As I've mentioned before, there were clear signs in their earlier releases that changes were brewing in the band, and a new-found maturity was already apparent by the point of the "Boo Up" EP. While I've always been a fence-sitter where "Giant Steps" is concerned - I seem to remember being one of the only people in one of my social groups at the time who was slightly agnostic about it, which was a bit awkward - there's no question that it was one of 1993's most interesting (if uneven and slightly bloated) releases. It's the sound of young men knee-deep in their record collections, taking psychedelic drugs and having a creative spree, and occasionally hitting the bullseye.

"Wish I Was Skinny" isn't especially representative of the rest of the album, being a spindly and simple sounding release about male insecurity, with its ponderous plucked guitar lines and mournful trumpet adding to the subject's mood well.
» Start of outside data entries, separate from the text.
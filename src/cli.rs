//! Command-line shell around the metrics pipeline
//!
//! The interactive selection surface of the report generator: pick an
//! experiment and subject from an uploaded CSV, resolve the model's
//! per-token prices, and write the four-panel report image. Fatal
//! conditions become a single user-facing error line; an empty
//! experiment filter is a warning, not a failure.

use std::path::PathBuf;

use anyhow::Context;
use clap::{Parser, Subcommand};
use tracing::{info, warn};

use crate::config::pricing::PricingTable;
use crate::core::dataset::Dataset;
use crate::core::metrics::compute_metrics;
use crate::render::chart::{ReportContext, render_report};
use crate::storage::artifacts::{DEFAULT_REPORTS_DIR, ReportStore, Subject};
use crate::utils::error::ReportError;

/// AI grading report generator
#[derive(Debug, Parser)]
#[command(name = "grading-report", version, about)]
pub struct Cli {
    #[command(subcommand)]
    pub command: Command,
}

#[derive(Debug, Subcommand)]
pub enum Command {
    /// Generate a report image for one experiment
    Generate {
        /// Path to the graded-data CSV
        #[arg(long)]
        input: PathBuf,
        /// Experiment identifier to report on
        #[arg(long)]
        experiment: String,
        /// Subject folder the report is filed under
        #[arg(long, value_enum)]
        subject: Subject,
        /// Model identifier; auto-detected from the data's `model`
        /// column when omitted
        #[arg(long)]
        model: Option<String>,
        /// Base directory for report artifacts
        #[arg(long, default_value = DEFAULT_REPORTS_DIR)]
        reports_dir: PathBuf,
        /// JSON file overriding the builtin pricing table
        #[arg(long)]
        pricing: Option<PathBuf>,
    },
    /// List the distinct experiment identifiers in a CSV
    Experiments {
        /// Path to the graded-data CSV
        #[arg(long)]
        input: PathBuf,
    },
    /// Browse previously generated reports
    List {
        /// Restrict the listing to one subject
        #[arg(long, value_enum)]
        subject: Option<Subject>,
        /// Base directory for report artifacts
        #[arg(long, default_value = DEFAULT_REPORTS_DIR)]
        reports_dir: PathBuf,
    },
    /// Print the model identifiers known to the pricing table
    Models,
}

/// Execute a parsed command
pub fn run(cli: Cli) -> anyhow::Result<()> {
    match cli.command {
        Command::Generate {
            input,
            experiment,
            subject,
            model,
            reports_dir,
            pricing,
        } => generate(input, experiment, subject, model, reports_dir, pricing),
        Command::Experiments { input } => experiments(input),
        Command::List {
            subject,
            reports_dir,
        } => list(subject, reports_dir),
        Command::Models => models(),
    }
}

fn generate(
    input: PathBuf,
    experiment: String,
    subject: Subject,
    model: Option<String>,
    reports_dir: PathBuf,
    pricing_path: Option<PathBuf>,
) -> anyhow::Result<()> {
    let dataset = Dataset::from_csv_path(&input)
        .with_context(|| format!("failed to load {}", input.display()))?;

    let pricing = match &pricing_path {
        Some(path) => PricingTable::from_json_file(path)
            .with_context(|| format!("failed to load pricing table {}", path.display()))?,
        None => PricingTable::builtin(),
    };

    let model = match model {
        Some(model) => model,
        None => {
            let detected = dataset
                .detect_model(&experiment)
                .ok_or(ReportError::MissingModel)?;
            info!(model = %detected, "auto-detected model");
            detected
        }
    };

    // pricing resolves before any computation; no cost math for unknown models
    let cost = pricing.lookup(&model)?;

    let figures = match compute_metrics(&dataset, &experiment, &cost) {
        Ok(figures) => figures,
        Err(err @ ReportError::NoDataForExperiment { .. }) => {
            warn!("{err}; nothing to report");
            return Ok(());
        }
        Err(err) => return Err(err.into()),
    };

    let store = ReportStore::new(reports_dir);
    let path = store.prepare(subject, &experiment)?;
    let ctx = ReportContext {
        experiment,
        model,
        subject,
    };
    render_report(&ctx, &figures, &path)?;

    println!("{}", serde_json::to_string_pretty(&figures.metrics)?);
    println!("Report saved at: {}", path.display());
    Ok(())
}

fn experiments(input: PathBuf) -> anyhow::Result<()> {
    let dataset = Dataset::from_csv_path(&input)
        .with_context(|| format!("failed to load {}", input.display()))?;
    for name in dataset.experiment_names() {
        println!("{name}");
    }
    Ok(())
}

fn list(subject: Option<Subject>, reports_dir: PathBuf) -> anyhow::Result<()> {
    let store = ReportStore::new(reports_dir);
    let subjects: Vec<Subject> = match subject {
        Some(subject) => vec![subject],
        None => Subject::ALL.to_vec(),
    };

    for subject in subjects {
        println!("{}:", subject.tag().to_uppercase());
        let reports = store.list(subject)?;
        if reports.is_empty() {
            println!("  (no reports yet)");
            continue;
        }
        for path in reports {
            println!("  {}", path.display());
        }
    }
    Ok(())
}

fn models() -> anyhow::Result<()> {
    for name in PricingTable::builtin().model_names() {
        println!("{name}");
    }
    Ok(())
}
//! Whole-document vectors for relevance scoring.
//!
//! [`DocumentEmbedder`] is loaded once at startup and shared read-only. It
//! either runs a BERT sentence encoder ([`bert`]) or, when no model directory
//! is configured, falls back to hashed bag-of-words vectors ([`hashed`]).

/// BERT sentence encoder.
pub mod bert;
/// Device selection (CPU / Metal / CUDA).
pub mod device;
mod error;
/// Hashed bag-of-words vectors.
pub mod hashed;
/// Tokenizer loading and vector helpers.
pub mod utils;

#[cfg(test)]
mod tests;

pub use bert::BertEncoder;
pub use error::EmbeddingError;

use std::path::PathBuf;

use tracing::{debug, info};

use crate::constants::{HASHED_EMBEDDING_DIM, MAX_SEQ_LEN};

/// Configuration for [`DocumentEmbedder`].
#[derive(Debug, Clone)]
pub struct EmbedderConfig {
    /// Encoder directory. `None` selects the hashed backend.
    pub model_path: Option<PathBuf>,
    /// Token limit for the encoder.
    pub max_seq_len: usize,
    /// Bucket count of the hashed backend.
    pub hashed_dim: usize,
}

impl Default for EmbedderConfig {
    fn default() -> Self {
        Self {
            model_path: None,
            max_seq_len: MAX_SEQ_LEN,
            hashed_dim: HASHED_EMBEDDING_DIM,
        }
    }
}

impl EmbedderConfig {
    pub fn new<P: Into<PathBuf>>(model_path: P) -> Self {
        Self {
            model_path: Some(model_path.into()),
            ..Default::default()
        }
    }

    pub fn hashed() -> Self {
        Self::default()
    }

    pub fn validate(&self) -> Result<(), EmbeddingError> {
        if self.hashed_dim == 0 {
            return Err(EmbeddingError::InvalidConfig {
                reason: "hashed_dim must be at least 1".to_string(),
            });
        }
        if self.max_seq_len == 0 {
            return Err(EmbeddingError::InvalidConfig {
                reason: "max_seq_len must be at least 1".to_string(),
            });
        }
        if let Some(ref path) = self.model_path
            && !path.is_dir()
        {
            return Err(EmbeddingError::ModelNotFound { path: path.clone() });
        }
        Ok(())
    }
}

enum EmbedderBackend {
    Model(BertEncoder),
    Hashed { dim: usize },
}

/// Produces one vector per document.
pub struct DocumentEmbedder {
    backend: EmbedderBackend,
}

impl std::fmt::Debug for DocumentEmbedder {
    fn fmt(&self, f: &mut std::fmt::Formatter<'_>) -> std::fmt::Result {
        let backend = match &self.backend {
            EmbedderBackend::Model(encoder) => format!("{:?}", encoder),
            EmbedderBackend::Hashed { dim } => format!("Hashed({})", dim),
        };
        f.debug_struct("DocumentEmbedder")
            .field("backend", &backend)
            .finish()
    }
}

impl DocumentEmbedder {
    pub fn load(config: EmbedderConfig) -> Result<Self, EmbeddingError> {
        config.validate()?;

        let backend = match &config.model_path {
            Some(path) => {
                let device = device::select_device()?;
                debug!(?device, "Selected compute device for encoder");
                EmbedderBackend::Model(BertEncoder::load(path, device, config.max_seq_len)?)
            }
            None => {
                info!(
                    dim = config.hashed_dim,
                    "No encoder model configured, using hashed bag-of-words vectors"
                );
                EmbedderBackend::Hashed {
                    dim: config.hashed_dim,
                }
            }
        };

        Ok(Self { backend })
    }

    /// Hashed backend with the default dimension.
    pub fn hashed() -> Self {
        Self {
            backend: EmbedderBackend::Hashed {
                dim: HASHED_EMBEDDING_DIM,
            },
        }
    }

    /// Embeds `text`. Text without any word characters yields the zero vector.
    pub fn embed(&self, text: &str) -> Result<Vec<f32>, EmbeddingError> {
        match &self.backend {
            EmbedderBackend::Hashed { dim } => Ok(hashed::hashed_embedding(text, *dim)),
            EmbedderBackend::Model(encoder) => {
                if !utils::has_vocabulary(text) {
                    return Ok(vec![0.0; encoder.hidden_size()]);
                }
                let mut vector = encoder.encode(text)?;
                utils::normalize(&mut vector);
                Ok(vector)
            }
        }
    }

    pub fn dimension(&self) -> usize {
        match &self.backend {
            EmbedderBackend::Model(encoder) => encoder.hidden_size(),
            EmbedderBackend::Hashed { dim } => *dim,
        }
    }

    pub fn is_hashed(&self) -> bool {
        matches!(self.backend, EmbedderBackend::Hashed { .. })
    }

    pub fn mode(&self) -> &'static str {
        if self.is_hashed() { "hashed" } else { "model" }
    }
}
Like Brian Wilson, whose "Don't Worry Baby" was one of the earliest songs about a man needing reassurance from a woman, the Radleys were taking steps here which struck chords with lots of ordinary, podgy, spotty young men who were never going to be considered macho or glamorous. I used to actually have a couple of friends who considered this to be their anthem, one even playing it at his birthday party (Yeah, we really knew how to have fun in those days).
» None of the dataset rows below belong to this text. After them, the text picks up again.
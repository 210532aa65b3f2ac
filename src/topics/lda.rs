//! Latent Dirichlet Allocation fitted with variational Bayes.
//!
//! Each pass runs a full E-step over the corpus and blends the result into
//! the topic-word parameters with weight `rho = (offset + updates)^-decay`,
//! where `updates` counts the blends already applied.
//! Initialisation is deterministic so identical input yields identical topics.

use tracing::debug;

use super::dictionary::BagOfWords;
use super::error::TopicError;

/// Fitting parameters. `alpha` and `eta` are symmetric `1 / num_topics`.
#[derive(Debug, Clone)]
pub struct LdaConfig {
    pub num_topics: usize,
    pub passes: usize,
    /// E-step iterations per document.
    pub iterations: usize,
    /// E-step stops once mean |Δgamma| falls below this.
    pub gamma_threshold: f64,
    pub decay: f64,
    pub offset: f64,
}

impl Default for LdaConfig {
    fn default() -> Self {
        Self {
            num_topics: crate::constants::TOPIC_COUNT,
            passes: crate::constants::TOPIC_PASSES,
            iterations: 50,
            gamma_threshold: 0.001,
            decay: 0.5,
            offset: 1.0,
        }
    }
}

impl LdaConfig {
    pub fn validate(&self) -> Result<(), TopicError> {
        if self.num_topics == 0 {
            return Err(TopicError::InvalidConfig {
                reason: "num_topics must be at least 1".to_string(),
            });
        }
        if self.passes == 0 {
            return Err(TopicError::InvalidConfig {
                reason: "passes must be at least 1".to_string(),
            });
        }
        if !(0.5..=1.0).contains(&self.decay) {
            return Err(TopicError::InvalidConfig {
                reason: format!("decay must be in [0.5, 1.0], got {}", self.decay),
            });
        }
        Ok(())
    }

    /// Blend weight for the next update after `updates` earlier ones.
    pub fn update_weight(&self, updates: usize) -> f64 {
        (self.offset + updates as f64).powf(-self.decay)
    }
}

/// A fitted topic model.
#[derive(Debug, Clone)]
pub struct LdaModel {
    num_topics: usize,
    num_terms: usize,
    alpha: f64,
    eta: f64,
    /// Variational topic-word parameters, `num_topics x num_terms`.
    lambda: Vec<Vec<f64>>,
}

impl LdaModel {
    pub fn fit(
        corpus: &[BagOfWords],
        num_terms: usize,
        config: &LdaConfig,
    ) -> Result<Self, TopicError> {
        config.validate()?;
        if num_terms == 0 {
            return Err(TopicError::EmptyVocabulary);
        }
        if let Some(&(id, _)) = corpus.iter().flatten().find(|(id, _)| *id >= num_terms) {
            return Err(TopicError::TermOutOfRange { id, num_terms });
        }

        let k = config.num_topics;
        let prior = 1.0 / k as f64;
        let mut model = Self {
            num_topics: k,
            num_terms,
            alpha: prior,
            eta: prior,
            lambda: initial_lambda(k, num_terms),
        };

        for pass in 0..config.passes {
            let sstats = model.e_step(corpus, config);
            let rho = config.update_weight(pass);

            for (row, stats) in model.lambda.iter_mut().zip(&sstats) {
                for (value, stat) in row.iter_mut().zip(stats) {
                    *value = (1.0 - rho) * *value + rho * (model.eta + stat);
                }
            }
        }

        debug!(
            num_topics = k,
            num_terms,
            passes = config.passes,
            docs = corpus.len(),
            "LDA model fitted"
        );

        Ok(model)
    }

    /// Expected sufficient statistics for the topic-word parameters.
    fn e_step(&self, corpus: &[BagOfWords], config: &LdaConfig) -> Vec<Vec<f64>> {
        let k = self.num_topics;
        let exp_elog_beta: Vec<Vec<f64>> = self
            .lambda
            .iter()
            .map(|row| dirichlet_expectation(row).into_iter().map(f64::exp).collect())
            .collect();

        let mut sstats = vec![vec![0.0; self.num_terms]; k];

        for doc in corpus.iter().filter(|doc| !doc.is_empty()) {
            let mut gamma = vec![1.0; k];
            let mut exp_elog_theta: Vec<f64> = exp_dirichlet_expectation(&gamma);
            let mut phinorm = phi_norm(doc, &exp_elog_theta, &exp_elog_beta);

            for _ in 0..config.iterations {
                let last_gamma = gamma.clone();
                for topic in 0..k {
                    let weighted: f64 = doc
                        .iter()
                        .zip(&phinorm)
                        .map(|(&(id, count), norm)| {
                            count as f64 / norm * exp_elog_beta[topic][id]
                        })
                        .sum();
                    gamma[topic] = self.alpha + exp_elog_theta[topic] * weighted;
                }
                exp_elog_theta = exp_dirichlet_expectation(&gamma);
                phinorm = phi_norm(doc, &exp_elog_theta, &exp_elog_beta);

                let mean_change = gamma
                    .iter()
                    .zip(&last_gamma)
                    .map(|(a, b)| (a - b).abs())
                    .sum::<f64>()
                    / k as f64;
                if mean_change < config.gamma_threshold {
                    break;
                }
            }

            for (topic, row) in sstats.iter_mut().enumerate() {
                for (&(id, count), norm) in doc.iter().zip(&phinorm) {
                    row[id] +=
                        exp_elog_theta[topic] * count as f64 / norm * exp_elog_beta[topic][id];
                }
            }
        }

        sstats
    }

    /// Normalised term distribution of `topic`.
    pub fn topic_distribution(&self, topic: usize) -> Option<Vec<f64>> {
        let row = self.lambda.get(topic)?;
        let total: f64 = row.iter().sum();
        Some(row.iter().map(|v| v / total).collect())
    }

    /// The `top_n` heaviest `(term id, probability)` pairs of `topic`,
    /// heaviest first, ties broken by lower id.
    pub fn top_terms(&self, topic: usize, top_n: usize) -> Vec<(usize, f64)> {
        let Some(distribution) = self.topic_distribution(topic) else {
            return Vec::new();
        };

        let mut terms: Vec<(usize, f64)> = distribution.into_iter().enumerate().collect();
        terms.sort_by(|a, b| b.1.total_cmp(&a.1).then(a.0.cmp(&b.0)));
        terms.truncate(top_n);
        terms
    }
}

fn initial_lambda(num_topics: usize, num_terms: usize) -> Vec<Vec<f64>> {
    let mut state: u64 = 0x9E37_79B9_7F4A_7C15;
    (0..num_topics)
        .map(|_| {
            (0..num_terms)
                .map(|_| {
                    state = state.wrapping_mul(6364136223846793005).wrapping_add(1);
                    let unit = (state >> 32) as f64 / u32::MAX as f64;
                    1.0 + 0.01 * (unit - 0.5)
                })
                .collect()
        })
        .collect()
}

fn phi_norm(doc: &BagOfWords, exp_elog_theta: &[f64], exp_elog_beta: &[Vec<f64>]) -> Vec<f64> {
    doc.iter()
        .map(|&(id, _)| {
            exp_elog_theta
                .iter()
                .zip(exp_elog_beta)
                .map(|(theta, beta)| theta * beta[id])
                .sum::<f64>()
                + 1e-100
        })
        .collect()
}

/// `E[log X]` for `X ~ Dirichlet(params)`.
pub fn dirichlet_expectation(params: &[f64]) -> Vec<f64> {
    let total = digamma(params.iter().sum());
    params.iter().map(|&p| digamma(p) - total).collect()
}

fn exp_dirichlet_expectation(params: &[f64]) -> Vec<f64> {
    dirichlet_expectation(params)
        .into_iter()
        .map(f64::exp)
        .collect()
}

/// Digamma function (recurrence up to x >= 6, then asymptotic series).
pub fn digamma(mut x: f64) -> f64 {
    let mut result = 0.0;
    while x < 6.0 {
        result -= 1.0 / x;
        x += 1.0;
    }
    let f = 1.0 / (x * x);
    result + x.ln()
        - 0.5 / x
        - f * (1.0 / 12.0 - f * (1.0 / 120.0 - f * (1.0 / 252.0 - f * (1.0 / 240.0 - f / 132.0))))
}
It's simple, pretty and very effective, and the video was actually filmed in the Radleys old comprehensive school and showed them being kicked around and bullied. They seemed to be representing themselves very honestly as complete outsiders, ugly ducklings who loved music and wanted to share their ideas with us. In a world filled with preening peacocks, their straightforwardness was welcome to everyone who probably enjoyed hanging around the local record shops on a Saturday more than they did a night at the club later that evening. Later on, their schtick could on occasion be slightly cloying - we won't get to discuss "From The Bench At Belvedere", but that's just as well, as it's an exercise in self-indulgent sentimentality - but for now, it was finely measured.
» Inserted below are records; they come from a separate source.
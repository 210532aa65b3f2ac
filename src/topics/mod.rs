//! Salient-term extraction via a one-document topic model.
//!
//! The essay is whitespace-split, lowercased and stripped of a few stopwords,
//! then a single-topic LDA model is fitted over it. With one document the
//! topic is a smoothed restatement of the essay's own term frequencies, which
//! is what the caller wants: its most prominent terms.

pub mod dictionary;
pub mod error;
pub mod lda;


pub use dictionary::{BagOfWords, Dictionary};
pub use error::TopicError;
pub use lda::{LdaConfig, LdaModel};

use std::collections::HashMap;

use tracing::debug;

use crate::constants::{TOPIC_STOPWORDS, TOPIC_TERMS};
use crate::report::TopicTerm;

#[derive(Debug, Clone)]
pub struct TopicExtractor {
    config: LdaConfig,
    top_n: usize,
}

impl Default for TopicExtractor {
    fn default() -> Self {
        Self {
            config: LdaConfig::default(),
            top_n: TOPIC_TERMS,
        }
    }
}

impl TopicExtractor {
    pub fn new(config: LdaConfig, top_n: usize) -> Result<Self, TopicError> {
        config.validate()?;
        Ok(Self { config, top_n })
    }

    /// Returns up to `top_n` weighted terms of the first topic, or the
    /// `("No topics identified", 0.0)` placeholder if no terms survive.
    pub fn extract(&self, text: &str) -> Result<Vec<TopicTerm>, TopicError> {
        let tokens = topic_tokens(text);
        let tokens = retain_by_frequency(tokens);

        let dictionary = Dictionary::from_documents(std::slice::from_ref(&tokens));
        let bow = dictionary.doc2bow(&tokens);
        if bow.is_empty() {
            debug!("No topic terms after stopword removal");
            return Ok(vec![TopicTerm::none_identified()]);
        }

        let model = LdaModel::fit(&[bow], dictionary.len(), &self.config)?;

        Ok(model
            .top_terms(0, self.top_n)
            .into_iter()
            .filter_map(|(id, weight)| {
                dictionary
                    .token(id)
                    .map(|term| TopicTerm(term.to_string(), round3(weight)))
            })
            .collect())
    }
}

/// Lowercased whitespace tokens minus stopwords.
pub fn topic_tokens(text: &str) -> Vec<String> {
    text.to_lowercase()
        .split_whitespace()
        .filter(|token| !TOPIC_STOPWORDS.contains(token))
        .map(str::to_string)
        .collect()
}

/// Keeps tokens seen once or more often; every token qualifies, so nothing
/// is dropped.
fn retain_by_frequency(tokens: Vec<String>) -> Vec<String> {
    let mut frequency: HashMap<&str, usize> = HashMap::new();
    for token in &tokens {
        *frequency.entry(token.as_str()).or_default() += 1;
    }

    let keep: Vec<bool> = tokens
        .iter()
        .map(|token| {
            let count = frequency[token.as_str()];
            count > 1 || count == 1
        })
        .collect();

    tokens
        .into_iter()
        .zip(keep)
        .filter_map(|(token, keep)| keep.then_some(token))
        .collect()
}

fn round3(value: f64) -> f64 {
    (value * 1000.0).round() / 1000.0
}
2. Delicious Monster - Big Love (Flute)

If "Snuggle" on the last LP was brief and rip-roaring, "Big Love" really shows off the songwriting chops the group had by this point. "Big Love" is a luxurious sprawl with chiming guitars, sensuous vocals and a considered arrangement. Rachel Mayfield appears to be suggesting that she can't get no satisfaction, and this is one part pean to love and lust, another part subtle comment on the role of women as objects of desire in society - at least, that is, if I'm reading it correctly.

It's a very yearning track, though, and even if it was possibly a bit too subtle to be a breakout mainstream hit, it was certainly critically acclaimed and performed well on the Indie Chart. It also proved that Delicious Monster were a multi-faceted band who could cope with subtlety and weave intricate melodies just as much as they could deliver raucous indie sounds.

More on them soon, hopefully.



3. Chapterhouse - We Are The Beautiful (Dedicated)

The old shoegazing scene was largely dead by this point. The groups had either proven their creative superiority and been elevated above and beyond the tag (My Bloody Valentine, The Boo Radleys) or they were now being mocked or, worse still, ignored. Chapterhouse returned in 1993 with a strange new determination, though. Their comeback single "She's A Vision" exuded an adult poppiness which had been lacking from their previous efforts, sounding strangely close to a "Seeds of Love" era Tears For Fears. At the time, the record label claimed that it had actually been a proper Top Five hit in Portugal, but I've found nothing online to verify that claim (press releases really should be verifiable sources, but over the years I've found they're often the stuff of wild exaggeration and fantasy).

"We Are The Beautiful" bares a bit more of a resemblance to the Chapterhouse of old, but is still a polished, shining, sleek Ferrari gliding along the psychedelic pop highway. None of that slick production can really hide the fact that the song itself is a bit uninspiring, though, offering nothing of any real substance. Even the chorus, which is presumably supposed to be a rallying cry, sounds limp. This would be their final single, and there would be silence from the band until they briefly reformed again in the late noughties.



4. Curve - Missing Link (Anxious)

That said, lots of groups seemed to be dropping like flies at this point. Our dear friends Curve, once the future of British Alternative Rock, were beginning to seem emotionally fragile. Their tour to support their second studio album "Cuckoo" was apparently beset with personal problems, and by the time it was over, so were the band. A split was announced, and the only single to be released from the platter was "Missing Link" (unless we count the extremely rare and barely promoted "Superblaster").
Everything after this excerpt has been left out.